- **Your goal**: Return all the entries. Match them word for word.

- **Material provided**:
━━━

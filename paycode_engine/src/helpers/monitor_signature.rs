//! # Monitor message signatures
//!
//! Monitor agents run on a device that watches for incoming payment notifications. They talk to the server over a
//! plain, unauthenticated transport, so every message carries a signature computed with the shared secret of the
//! merchant account the agent belongs to.
//!
//! ## Message format
//!
//! The signature is the lowercase hex MD5 digest of the signed field values concatenated in a fixed order, followed by
//! the secret. There are no separators.
//!
//! ```text
//!    heartbeat:  md5({t}{secret})
//!    push:       md5({type}{price}{t}{secret})
//! ```
//!
//! where `t` is the agent's timestamp string and `type` and `price` are the raw strings the agent sent. Fields are
//! signed exactly as received, so `1.10` and `1.1` produce different signatures.
//!
//! Signatures are compared by exact string equality. Nothing stops a captured message from being replayed; there is
//! no freshness window on `t`.

use paycode_common::Secret;
use thiserror::Error;

#[derive(Debug, Clone, PartialEq, Eq, Error)]
pub enum SignatureError {
    #[error("The message signature is missing")]
    MissingSignature,
    #[error("The message signature does not match")]
    Mismatch,
}

/// Computes the expected signature over `fields` (in order) and the secret.
pub fn signature_for(fields: &[&str], secret: &Secret<String>) -> String {
    let mut message = fields.concat();
    message.push_str(secret.reveal());
    format!("{:x}", md5::compute(message.as_bytes()))
}

/// Checks `provided` against the signature recomputed from `fields` and the secret.
pub fn verify_signature(fields: &[&str], provided: &str, secret: &Secret<String>) -> Result<(), SignatureError> {
    if provided.is_empty() {
        return Err(SignatureError::MissingSignature);
    }
    if signature_for(fields, secret) == provided {
        Ok(())
    } else {
        Err(SignatureError::Mismatch)
    }
}

pub fn heartbeat_signature(t: &str, secret: &Secret<String>) -> String {
    signature_for(&[t], secret)
}

pub fn push_signature(kind: &str, price: &str, t: &str, secret: &Secret<String>) -> String {
    signature_for(&[kind, price, t], secret)
}

pub fn verify_heartbeat(t: &str, provided: &str, secret: &Secret<String>) -> Result<(), SignatureError> {
    verify_signature(&[t], provided, secret)
}

pub fn verify_push(
    kind: &str,
    price: &str,
    t: &str,
    provided: &str,
    secret: &Secret<String>,
) -> Result<(), SignatureError> {
    verify_signature(&[kind, price, t], provided, secret)
}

━━━

- **Result of this task**:
filename paycode_engine/src/helpers/monitor_signature.rs
//! # Monitor message signatures
//!
//! Monitor agents run on a device that watches for incoming payment notifications. They talk to the server over a
//! plain, unauthenticated transport, so every message carries a signature computed with the shared secret of the
//! merchant account the agent belongs to.
//!
//! ## Message format
//!
//! The signature is the lowercase hex MD5 digest of the signed field values concatenated in a fixed order, followed by
//! the secret. There are no separators.
//!
//! ```text
//!    heartbeat:  md5({t}{secret})
//!    push:       md5({type}{price}{t}{secret})
//! ```
//!
//! where `t` is the agent's timestamp string and `type` and `price` are the raw strings the agent sent. Fields are
//! signed exactly as received, so `1.10` and `1.1` produce different signatures.
//!
//! Signatures are compared by exact string equality. Nothing stops a captured message from being replayed; there is
//! no freshness window on `t`.

use paycode_common::Secret;
use thiserror::Error;

#[derive(Debug, Clone, PartialEq, Eq, Error)]
pub enum SignatureError {
    #[error("The message signature is missing")]
    MissingSignature,
    #[error("The message signature does not match")]
    Mismatch,
}

/// Computes the expected signature over `fields` (in order) and the secret.
pub fn signature_for(fields: &[&str], secret: &Secret<String>) -> String {
    let mut message = fields.concat();
    message.push_str(secret.reveal());
    format!("{:x}", md5::compute(message.as_bytes()))
}

/// Checks `provided` against the signature recomputed from `fields` and the secret.
pub fn verify_signature(fields: &[&str], provided: &str, secret: &Secret<String>) -> Result<(), SignatureError> {
    if provided.is_empty() {
        return Err(SignatureError::MissingSignature);
    }
    if signature_for(fields, secret) == provided {
        Ok(())
    } else {
        Err(SignatureError::Mismatch)
    }
}

pub fn heartbeat_signature(t: &str, secret: &Secret<String>) -> String {
    signature_for(&[t], secret)
}

pub fn push_signature(kind: &str, price: &str, t: &str, secret: &Secret<String>) -> String {
    signature_for(&[kind, price, t], secret)
}

pub fn verify_heartbeat(t: &str, provided: &str, secret: &Secret<String>) -> Result<(), SignatureError> {
    verify_signature(&[t], provided, secret)
}

pub fn verify_push(
    kind: &str,
    price: &str,
    t: &str,
    provided: &str,
    secret: &Secret<String>,
) -> Result<(), SignatureError> {
    verify_signature(&[kind, price, t], provided, secret)
}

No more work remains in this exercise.